2. Baby You're a Rich
- B-side to All You Need is Love and later included
on the Magical Mystery Tour album/EP. - Like A Day in the Life, this song was created by
joining two songs together. The verses were from a Lennon song One of the
Beautiful People and the choruses were an unfinished McCartney song called Baby
You're a Rich Man. - Some have suggested that the song was written by Lennon about Brian Epstein, and that one of the lines is (or was in earlier versions) "Baby you're a rich fag jew". - Recorded for use in the Yellow Submarine
movie/soundtrack but was eventually left off (and later reinstated for
subsequent re-releases).
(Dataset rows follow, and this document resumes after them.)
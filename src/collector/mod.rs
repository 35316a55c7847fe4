//! 파일 수집 모듈
//!
//! 폴더를 재귀적으로 돌며 업로드 가능한 회의록 파일(PDF, TXT)을 모읍니다.
//! .gitignore 패턴을 존중하고 숨김 파일과 큰 파일은 건너뜁니다.

use std::path::{Path, PathBuf};

use anyhow::{Context, Result};
use ignore::WalkBuilder;

// ============================================================================
// File Types
// ============================================================================

/// 지원하는 파일 타입
#[derive(Debug, Clone, Copy, PartialEq, Eq)]
pub enum FileType {
    /// 일반 텍스트 (UTF-8)
    Text,
    /// PDF 문서
    Pdf,
}

impl FileType {
    /// 확장자로 파일 타입 결정
    pub fn from_extension(ext: &str) -> Option<Self> {
        match ext.to_lowercase().as_str() {
            "txt" => Some(FileType::Text),
            "pdf" => Some(FileType::Pdf),
            _ => None,
        }
    }

    /// 파일 경로에서 타입 결정
    pub fn from_path(path: &Path) -> Option<Self> {
        path.extension()
            .and_then(|ext| ext.to_str())
            .and_then(Self::from_extension)
    }

    pub fn as_str(&self) -> &'static str {
        match self {
            FileType::Text => "txt",
            FileType::Pdf => "pdf",
        }
    }
}

// ============================================================================
// Collected File
// ============================================================================

/// 수집된 파일 정보
#[derive(Debug, Clone)]
pub struct CollectedFile {
    pub path: PathBuf,
    pub file_type: FileType,
    /// 파일 크기 (바이트)
    pub size: u64,
}

impl CollectedFile {
    /// 지원하지 않는 확장자나 일반 파일이 아니면 None
    pub fn from_path(path: PathBuf) -> Result<Option<Self>> {
        let file_type = match FileType::from_path(&path) {
            Some(ft) => ft,
            None => return Ok(None),
        };

        let metadata = std::fs::metadata(&path)
            .with_context(|| format!("Failed to read metadata: {:?}", path))?;

        if !metadata.is_file() {
            return Ok(None);
        }

        Ok(Some(Self {
            path,
            file_type,
            size: metadata.len(),
        }))
    }
}

// ============================================================================
// File Collector
// ============================================================================

/// 파일 수집기 설정
#[derive(Debug, Clone)]
pub struct CollectorConfig {
    /// .gitignore 패턴 존중 여부
    pub respect_gitignore: bool,
    /// 숨김 파일 포함 여부
    pub include_hidden: bool,
    /// 최대 파일 크기 (바이트, 0이면 제한 없음)
    pub max_file_size: u64,
}

impl Default for CollectorConfig {
    fn default() -> Self {
        Self {
            respect_gitignore: true,
            include_hidden: false,
            max_file_size: 10 * 1024 * 1024, // 10MB
        }
    }
}

/// 파일 수집기
pub struct FileCollector {
    config: CollectorConfig,
}

impl FileCollector {
    pub fn new(config: CollectorConfig) -> Self {
        Self { config }
    }

    pub fn with_defaults() -> Self {
        Self::new(CollectorConfig::default())
    }

    /// 폴더 재귀 수집 (경로순 정렬)
    pub fn collect_directory(&self, path: &Path) -> Result<Vec<CollectedFile>> {
        if !path.exists() {
            anyhow::bail!("Directory not found: {:?}", path);
        }
        if !path.is_dir() {
            anyhow::bail!("Not a directory: {:?}", path);
        }

        let mut files = Vec::new();

        let walker = WalkBuilder::new(path)
            .hidden(!self.config.include_hidden)
            .git_ignore(self.config.respect_gitignore)
            .git_global(self.config.respect_gitignore)
            .git_exclude(self.config.respect_gitignore)
            .build();

        for entry in walker {
            let entry = match entry {
                Ok(e) => e,
                Err(e) => {
                    tracing::warn!("Failed to read entry: {}", e);
                    continue;
                }
            };

            if !entry.file_type().map(|ft| ft.is_file()).unwrap_or(false) {
                continue;
            }

            match CollectedFile::from_path(entry.path().to_path_buf()) {
                Ok(Some(file)) => {
                    if self.should_include(&file) {
                        files.push(file);
                    }
                }
                Ok(None) => {}
                Err(e) => {
                    tracing::warn!("Failed to collect file: {}", e);
                }
            }
        }

        files.sort_by(|a, b| a.path.cmp(&b.path));
        tracing::info!("Collected {} files from {:?}", files.len(), path);
        Ok(files)
    }

    fn should_include(&self, file: &CollectedFile) -> bool {
        if self.config.max_file_size > 0 && file.size > self.config.max_file_size {
            tracing::debug!("Skipping large file: {:?} ({} bytes)", file.path, file.size);
            return false;
        }
        true
    }
}

// ============================================================================
// Statistics
// ============================================================================

/// 수집 통계
#[derive(Debug, Default)]
pub struct CollectionStats {
    pub total_files: usize,
    pub text_files: usize,
    pub pdf_files: usize,
    pub total_size: u64,
}

impl CollectionStats {
    pub fn from_files(files: &[CollectedFile]) -> Self {
        let mut stats = Self::default();

        for file in files {
            stats.total_files += 1;
            stats.total_size += file.size;

            match file.file_type {
                FileType::Text => stats.text_files += 1,
                FileType::Pdf => stats.pdf_files += 1,
            }
        }

        stats
    }
}

// ============================================================================
// Tests
// ============================================================================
Eventually used as this B-side and also included on Magical
Mystery Tour (though it wasn't intended for that release). - Lennon does all the main vocals, a piano track and
provides the strange Indian-oboe like sound (which is a clavioline, an early
kind of synthesizer). - McCartney plays a piano track. - Both McCartney and Harrison provide harmony vocals. - Harrison and Ringo provided the handclaps, and Ringo
also overdubbed some maracas and tambourine. - Some extra instrumentation on a vibraphone was also provided by Eddie Kramer. - It's possible that Mick Jagger sang some of the backing
vocals, as his name is sometimes included in the session credits for this song
and he was present at the recording. Also, fellow Rolling Stone Brian Jones is
sometimes erroneously thought to have played the clavioline part, but this
isn't true. - First track completely recorded at the band's new 'home base' studio at Abbey Road. - Runs for just over 3 minutes and took 12 takes to complete.